GPT Image 2 MCP

Generate and edit images in Claude with OpenAI's gpt-image-2 — text rendering that finally works.

中文版說明請見 README.zh.md。

What is this?

A Model Context Protocol (MCP) server that exposes OpenAI's gpt-image-2 (released 2026-04-21) and gpt-image-1 to Claude as two tools: text-to-image and multi-reference edit. Built for the IG / poster / product-shot workflow — where dense in-image text rendering and reference fusion actually matter.

Inputs over 4 MB or 1024 px are auto-resized before upload, so you don't have to babysit aspect ratios or compress reference photos by hand.

Features

Two tools, no leaks: gpt_image_generate (text → image) and gpt_image_edit (text + 1–5 references + optional mask → image)
Auto-resize on input: oversize images get a temp 1024 px PNG cache so the API call doesn't time out or 413
gpt-image-2 by default, easy fallback to gpt-image-1 for accounts without org verification
Slash skills /gpt-image and /gpt-image-edit with a curated parameter cheatsheet (size, quality, model fallback, cost-aware defaults)
Saves to disk and returns a path — survives the 60 s MCP timeout (image still lands on disk even if MCP layer disconnects)
.env-based key handling so macOS GUI Claude can find your OPENAI_API_KEY without launchd hacks

Quick Start (Cowork users)

Download claude-gpt-image2-mcp-v0.1.0.plugin from Releases.
In Cowork: Plugins → Install → Select file.

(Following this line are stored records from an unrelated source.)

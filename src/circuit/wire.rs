use std::fmt;

use serde::{Deserialize, Serialize};

use crate::circuit::GateId;

/// One end of a wire: a gate and a pin index
#[derive(Debug, Clone, PartialEq, Eq, Hash, Serialize, Deserialize)]
#[serde(rename_all = "camelCase")]
pub struct Endpoint {
    /// Gate at this end
    pub gate_id: GateId,
    /// Pin index; for sources, see [`Endpoint::output_pin`]
    pub pin_index: i32,
}

impl Endpoint {
    /// Endpoint on an output pin, in the negative encoding used by circuit files
    pub fn output(gate_id: impl Into<GateId>, pin: usize) -> Endpoint {
        Endpoint {
            gate_id: gate_id.into(),
            pin_index: -(pin as i32) - 1,
        }
    }

    /// Endpoint on an input pin
    pub fn input(gate_id: impl Into<GateId>, pin: usize) -> Endpoint {
        Endpoint {
            gate_id: gate_id.into(),
            pin_index: pin as i32,
        }
    }

    /// Output pin designated by a source endpoint
    ///
    /// Output k is written as -k-1; older files use the plain non-negative index.
    pub fn output_pin(&self) -> usize {
        if self.pin_index < 0 {
            (-(self.pin_index + 1)) as usize
        } else {
            self.pin_index as usize
        }
    }

    /// Input pin designated by a destination endpoint, if valid
    pub fn input_pin(&self) -> Option<usize> {
        usize::try_from(self.pin_index).ok()
    }
}

impl fmt::Display for Endpoint {
    fn fmt(&self, f: &mut fmt::Formatter<'_>) -> fmt::Result {
        write!(f, "{}[{}]", self.gate_id, self.pin_index)
    }
}

/// A connection from an output pin to an input pin
#[derive(Debug, Clone, PartialEq, Eq, Serialize, Deserialize)]
#[serde(rename_all = "camelCase")]
pub struct Wire {
    /// Unique identifier
    pub id: String,
    /// Driving output pin
    pub from: Endpoint,
    /// Driven input pin
    pub to: Endpoint,
    /// Value carried at the last evaluation, for display only
    #[serde(default)]
    pub is_active: bool,
}

impl Wire {
    /// Create a wire between two endpoints
    pub fn new(id: impl Into<String>, from: Endpoint, to: Endpoint) -> Wire {
        Wire {
            id: id.into(),
            from,
            to,
            is_active: false,
        }
    }
}

impl fmt::Display for Wire {
    fn fmt(&self, f: &mut fmt::Formatter<'_>) -> fmt::Result {
        write!(f, "{}: {} -> {}", self.id, self.from, self.to)
    }
}

#[cfg(test)]
mod tests {
    use super::*;

    #[test]
    fn test_pin_encoding() {
        assert_eq!(Endpoint::output("a", 0).pin_index, -1);
        assert_eq!(Endpoint::output("a", 1).pin_index, -2);
        assert_eq!(Endpoint::output("a", 1).output_pin(), 1);
        assert_eq!(Endpoint::input("a", 2).output_pin(), 2);
        assert_eq!(Endpoint::input("a", 2).input_pin(), Some(2));
        assert_eq!(Endpoint::output("a", 0).input_pin(), None);
    }

    #[test]
    fn test_json_shape() {
        let w: Wire = serde_json::from_str(
            r#"{"id": "w", "from": {"gateId": "a", "pinIndex": -1},
                "to": {"gateId": "b", "pinIndex": 1}}"#,
        )
        .unwrap();
        assert_eq!(w.from.gate_id, GateId::from("a"));
        assert_eq!(w.to.input_pin(), Some(1));
        assert!(!w.is_active);
        let v = serde_json::to_value(&w).unwrap();
        assert_eq!(v["isActive"], false);
        assert_eq!(v["to"]["pinIndex"], 1);
    }
}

Set up your API key (paste into the plugin folder's .env):

cd <plugin-dir>
cp .env.example .env
# Edit .env: OPENAI_API_KEY=sk-proj-YOUR_KEY
chmod 600 .env

Restart Cowork (Cmd+Q, reopen).
Try it: /gpt-image 一張極簡海報，黑底白字，文字內容：「保持好奇」（Stay Curious）

Quick Start (Claude Desktop / Claude Code users)

For users not on Cowork:

Clone:

git clone https://github.com/Impossible-Studio-TW/claude-gpt-image2-mcp.git
cd claude-gpt-image2-mcp
cp .env.example .env   # then edit .env with your OpenAI key
chmod 600 .env

Register in ~/Library/Application Support/Claude/claude_desktop_config.json:

{
  "mcpServers": {
    "gpt-image2": {
      "command": "bash",
      "args": ["/absolute/path/to/claude-gpt-image2-mcp/run.sh"]
    }
  }
}

Restart Claude. First call auto-creates a venv (~30 s); subsequent calls are instant.

Configuration

OPENAI_API_KEY is read from a .env file inside the plugin directory — more reliable than shell env on macOS, since GUI apps don't inherit shell config. The .env file is in .gitignore; never commit it.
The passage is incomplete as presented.